Parkinson’s disease (PD) is often accompanied by depression, which may appear before motor signs. Oleanolic acid (OA), a pentacyclic triterpenoid substance, have many pharmacological properties. However, its efficacy in treating PD-related chronic unpredictable stress (CUS) is unknown. Our study used behavioral, biochemical, and immunohistochemical techniques to assess how OA affected PDrelated CUS. Rotenone (1 mg/kg i.p. for first 21 days) was used to induce Parkinsonism, and modest psychological & environmental stresses generated CUS (from day 22 to day 43) in animals. The study included daily i.p.administration of OA (5, 10, and 20 mg/kg) from day 1 to day 57 in male swiss albino mice.
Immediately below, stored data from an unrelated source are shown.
//! Document table
//!
//! All documents of one branch (or one chunk of a branch), addressable by id,
//! by index name and by qualified key. Both backends store their documents in
//! tables; the chunked backend persists a table per chunk.

use super::document::{DocumentId, DocumentRecord, IndexDocument};
use super::modifications::IndexModifications;
use crate::query::ValueMatcher;
use crate::types::{IndexValue, QualifiedKey, Timestamp};
use crate::{IndexError, Result};
use std::collections::{BTreeMap, BTreeSet, HashMap, HashSet};

/// Open documents of one key: index name -> value -> documents
pub type OpenDocuments = BTreeMap<String, BTreeMap<IndexValue, Vec<IndexDocument>>>;

/// Outcome of a rollback on one table
#[derive(Debug, Clone, Copy, Default, PartialEq, Eq)]
pub struct RollbackOutcome {
    pub removed: usize,
    pub reopened: usize,
}

impl RollbackOutcome {
    pub fn merge(&mut self, other: RollbackOutcome) {
        self.removed += other.removed;
        self.reopened += other.reopened;
    }

    pub fn is_empty(&self) -> bool {
        self.removed == 0 && self.reopened == 0
    }
}

#[derive(Debug, Clone)]
pub struct DocumentTable {
    branch: String,
    documents: HashMap<DocumentId, IndexDocument>,
    by_index: HashMap<String, HashSet<DocumentId>>,
    by_key: HashMap<QualifiedKey, HashSet<DocumentId>>,
}

impl DocumentTable {
    pub fn new(branch: impl Into<String>) -> Self {
        Self {
            branch: branch.into(),
            documents: HashMap::new(),
            by_index: HashMap::new(),
            by_key: HashMap::new(),
        }
    }

    /// Rebuild a table from persisted records
    pub fn from_records(branch: &str, records: Vec<DocumentRecord>) -> Result<Self> {
        let mut table = Self::new(branch);
        for record in records {
            table.insert(IndexDocument::from_record(branch, record)?);
        }
        Ok(table)
    }

    pub fn to_records(&self) -> Vec<DocumentRecord> {
        let mut records: Vec<DocumentRecord> = self.documents.values().map(IndexDocument::to_record).collect();
        records.sort_by(|a, b| {
            (&a.index_name, &a.keyspace, &a.key, a.valid_from, &a.value).cmp(&(
                &b.index_name,
                &b.keyspace,
                &b.key,
                b.valid_from,
                &b.value,
            ))
        });
        records
    }

    pub fn branch(&self) -> &str {
        &self.branch
    }

    pub fn len(&self) -> usize {
        self.documents.len()
    }

    pub fn is_empty(&self) -> bool {
        self.documents.is_empty()
    }

    pub fn get(&self, id: DocumentId) -> Option<&IndexDocument> {
        self.documents.get(&id)
    }

    pub fn documents(&self) -> impl Iterator<Item = &IndexDocument> {
        self.documents.values()
    }

    pub fn insert(&mut self, document: IndexDocument) {
        let id = document.id();
        self.by_index
            .entry(document.index_name().to_string())
            .or_default()
            .insert(id);
        self.by_key.entry(document.qualified_key()).or_default().insert(id);
        self.documents.insert(id, document);
    }

    pub fn remove(&mut self, id: DocumentId) -> Option<IndexDocument> {
        let document = self.documents.remove(&id)?;
        if let Some(ids) = self.by_index.get_mut(document.index_name()) {
            ids.remove(&id);
            if ids.is_empty() {
                self.by_index.remove(document.index_name());
            }
        }
        let qualified_key = document.qualified_key();
        if let Some(ids) = self.by_key.get_mut(&qualified_key) {
            ids.remove(&id);
            if ids.is_empty() {
                self.by_key.remove(&qualified_key);
            }
        }
        Some(document)
    }

    /// Check that every termination and deletion targets a known document
    pub fn validate(&self, modifications: &IndexModifications) -> Result<()> {
        for creation in modifications.creations() {
            if creation.branch() != self.branch {
                return Err(IndexError::InconsistentDocument(format!(
                    "{} does not belong to branch '{}'",
                    creation, self.branch
                )));
            }
        }
        for termination in modifications.terminations() {
            let stored = self.documents.get(&termination.document.id()).ok_or_else(|| {
                IndexError::InconsistentDocument(format!("cannot terminate unknown {}", termination.document))
            })?;
            if termination.terminate_at <= stored.valid_from() {
                return Err(IndexError::InvalidPeriod {
                    from: stored.valid_from(),
                    to: termination.terminate_at,
                });
            }
        }
        for deletion in modifications.deletions() {
            if !self.documents.contains_key(&deletion.id()) {
                return Err(IndexError::InconsistentDocument(format!("cannot delete unknown {}", deletion)));
            }
        }
        Ok(())
    }

    /// Apply a batch atomically: nothing is changed if validation fails
    pub fn apply(&mut self, modifications: &IndexModifications) -> Result<()> {
        self.validate(modifications)?;

        for termination in modifications.terminations() {
            if let Some(stored) = self.documents.get_mut(&termination.document.id()) {
                stored.set_valid_to(termination.terminate_at)?;
            }
        }
        for deletion in modifications.deletions() {
            self.remove(deletion.id());
        }
        for creation in modifications.creations() {
            // A table rebuilt from published entries may already hold the commit
            if !self.has_same_start(creation) {
                self.insert(creation.clone());
            }
        }
        Ok(())
    }

    /// Whether a document of the creation's tuple starting at the same timestamp exists
    fn has_same_start(&self, creation: &IndexDocument) -> bool {
        self.key_documents(&creation.qualified_key()).any(|d| {
            d.index_name() == creation.index_name()
                && d.value() == creation.value()
                && d.valid_from() == creation.valid_from()
        })
    }

    /// Open documents of one key, grouped by index and value
    pub fn open_documents(&self, keyspace: &str, key: &str) -> OpenDocuments {
        let mut grouped = OpenDocuments::new();
        let qualified_key = QualifiedKey::new(keyspace, key);
        for document in self.key_documents(&qualified_key).filter(|d| d.is_open()) {
            grouped
                .entry(document.index_name().to_string())
                .or_default()
                .entry(document.value().clone())
                .or_default()
                .push(document.clone());
        }
        grouped
    }

    fn key_documents<'a>(&'a self, qualified_key: &QualifiedKey) -> impl Iterator<Item = &'a IndexDocument> + 'a {
        self.by_key
            .get(qualified_key)
            .into_iter()
            .flat_map(|ids| ids.iter())
            .filter_map(|id| self.documents.get(id))
    }

    /// Documents of `index_name` valid at `timestamp` whose value matches
    pub fn query(&self, index_name: &str, timestamp: Timestamp, matcher: &ValueMatcher) -> Vec<IndexDocument> {
        let Some(ids) = self.by_index.get(index_name) else {
            return Vec::new();
        };
        ids.iter()
            .filter_map(|id| self.documents.get(id))
            .filter(|d| d.is_valid_at(timestamp) && matcher.matches(d.value()))
            .cloned()
            .collect()
    }

    /// Whether any document (at any time) exists for the tuple
    pub fn has_documents_for(&self, index_name: &str, keyspace: &str, key: &str, value: &IndexValue) -> bool {
        self.key_documents(&QualifiedKey::new(keyspace, key))
            .any(|d| d.index_name() == index_name && d.value() == value)
    }

    pub fn index_names(&self) -> BTreeSet<String> {
        self.by_index.keys().cloned().collect()
    }

    /// Drop every document of `index_name`; returns how many were removed
    pub fn delete_index(&mut self, index_name: &str) -> usize {
        let Some(ids) = self.by_index.get(index_name).cloned() else {
            return 0;
        };
        for id in &ids {
            self.remove(*id);
        }
        ids.len()
    }

    pub fn clear(&mut self) {
        self.documents.clear();
        self.by_index.clear();
        self.by_key.clear();
    }

    /// Undo everything that happened at or after `timestamp`.
    ///
    /// Documents created at or after `timestamp` are removed, documents
    /// terminated at or after it are reopened. With `keys`, only documents of
    /// those keys are touched.
    pub fn rollback(&mut self, timestamp: Timestamp, keys: Option<&BTreeSet<QualifiedKey>>) -> RollbackOutcome {
        let candidates: Vec<DocumentId> = match keys {
            Some(keys) => keys
                .iter()
                .filter_map(|k| self.by_key.get(k))
                .flat_map(|ids| ids.iter().copied())
                .collect(),
            None => self.documents.keys().copied().collect(),
        };

        let mut outcome = RollbackOutcome::default();
        for id in candidates {
            let Some(document) = self.documents.get_mut(&id) else {
                continue;
            };
            if document.valid_from() >= timestamp {
                self.remove(id);
                outcome.removed += 1;
            } else if !document.is_open() && document.valid_to() >= timestamp {
                document.reopen();
                outcome.reopened += 1;
            }
        }
        outcome
    }
}

#[cfg(test)]
mod tests {
    use super::*;
    use crate::query::{SearchSpecification, TextCondition};

    fn doc(key: &str, value: &str, from: Timestamp) -> IndexDocument {
        IndexDocument::new("name", "master", "people", key, value.into(), from)
    }

    fn equals(value: &str) -> ValueMatcher {
        SearchSpecification::text("name", TextCondition::Equals, value)
            .matcher()
            .unwrap()
    }

    #[test]
    fn test_apply_is_atomic() {
        let mut table = DocumentTable::new("master");
        let existing = doc("k1", "a", 100);
        table.insert(existing.clone());

        let mut mods = IndexModifications::new();
        mods.add_creation(doc("k2", "b", 200));
        mods.add_termination(existing.clone(), 200).unwrap();
        mods.add_deletion(doc("k3", "ghost", 50));

        let err = table.apply(&mods).unwrap_err();
        assert!(matches!(err, IndexError::InconsistentDocument(_)));
        assert_eq!(table.len(), 1);
        assert!(table.get(existing.id()).unwrap().is_open());
    }

    #[test]
    fn test_apply_and_query() {
        let mut table = DocumentTable::new("master");
        let first = doc("k1", "a", 100);
        table.insert(first.clone());

        let mut mods = IndexModifications::new();
        mods.add_termination(first, 200).unwrap();
        mods.add_creation(doc("k1", "b", 200));
        table.apply(&mods).unwrap();

        assert_eq!(table.query("name", 150, &equals("a")).len(), 1);
        assert!(table.query("name", 200, &equals("a")).is_empty());
        assert_eq!(table.query("name", 200, &equals("b")).len(), 1);
        assert!(table.query("other", 200, &equals("b")).is_empty());

        let open = table.open_documents("people", "k1");
        assert_eq!(open["name"].len(), 1);
        assert!(open["name"].contains_key(&IndexValue::from("b")));
        assert!(table.has_documents_for("name", "people", "k1", &"a".into()));
    }

    #[test]
    fn test_creation_already_present_is_skipped() {
        let mut table = DocumentTable::new("master");
        let mut rebuilt = doc("k1", "a", 100);
        rebuilt.set_valid_to(200).unwrap();
        table.insert(rebuilt.clone());

        let mut mods = IndexModifications::new();
        mods.add_creation(doc("k1", "a", 100));
        mods.add_creation(doc("k1", "a", 300));
        table.apply(&mods).unwrap();

        assert_eq!(table.len(), 2);
        assert!(table.query("name", 250, &equals("a")).is_empty());
        assert_eq!(table.query("name", 300, &equals("a")).len(), 1);
        assert_eq!(table.get(rebuilt.id()).unwrap().valid_to(), 200);
    }

    #[test]
    fn test_rollback_removes_and_reopens() {
        let mut table = DocumentTable::new("master");
        let mut early = doc("k1", "a", 100);
        early.set_valid_to(200).unwrap();
        table.insert(early.clone());
        table.insert(doc("k1", "b", 200));
        let mut other = doc("k2", "c", 50);
        other.set_valid_to(250).unwrap();
        table.insert(other.clone());

        let only_k1: BTreeSet<_> = [QualifiedKey::new("people", "k1")].into_iter().collect();
        let outcome = table.rollback(200, Some(&only_k1));
        assert_eq!(outcome, RollbackOutcome { removed: 1, reopened: 1 });
        assert!(table.get(early.id()).unwrap().is_open());
        assert!(!table.get(other.id()).unwrap().is_open());

        let outcome = table.rollback(200, None);
        assert_eq!(outcome.reopened, 1);
        assert_eq!(table.len(), 2);
    }

    #[test]
    fn test_records_and_index_deletion() {
        let mut table = DocumentTable::new("feature");
        table.insert(IndexDocument::new("name", "feature", "people", "k1", "a".into(), 1));
        table.insert(IndexDocument::new("age", "feature", "people", "k1", IndexValue::Long(3), 1));

        let restored = DocumentTable::from_records("feature", table.to_records()).unwrap();
        assert_eq!(restored.len(), 2);
        assert_eq!(restored.index_names().len(), 2);

        let mut table = restored;
        assert_eq!(table.delete_index("age"), 1);
        assert_eq!(table.index_names().into_iter().collect::<Vec<_>>(), vec!["name".to_string()]);
    }
}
Animals were evaluated for behavioral, biochemical parameters, neurotransmitters, and immunohistochemical expression following the treatment. Results of the study revealed that treatment with OA at all doses alleviated the core symptoms of CUS linked to PD and improved motor and non-motor function. OA therapy significantly lowered IL-1β, TNF-α (p < 0.01, < 0.01, < 0.001), IL-6 (p < 0.05, < 0.01, < 0.001), oxidative stress (p < 0.05, < 0.01, < 0.01), and elevated norepinephrine (p < 0.05, < 0.01, < 0.01), dopamine, and serotonin (p < 0.05, < 0.01, < 0.001) levels. Moreover, OA therapy substantially reduced α-synuclein (p < 0.05, < 0.01, < 0.01) aggregation and increased BDNF (p < 0.05, < 0.01, < 0.001) & Nrf-2 (p < 0.05, < 0.01, < 0.01) levels, which boosts neuronal dopamine survival. The study’s findings indicated that OA ameliorates depressive-like behavior persuaded by CUS in PD, decreases neuroinflammation, and improves neurotransmitter concentration via activating Nrf2-BDNF-dopaminergic pathway.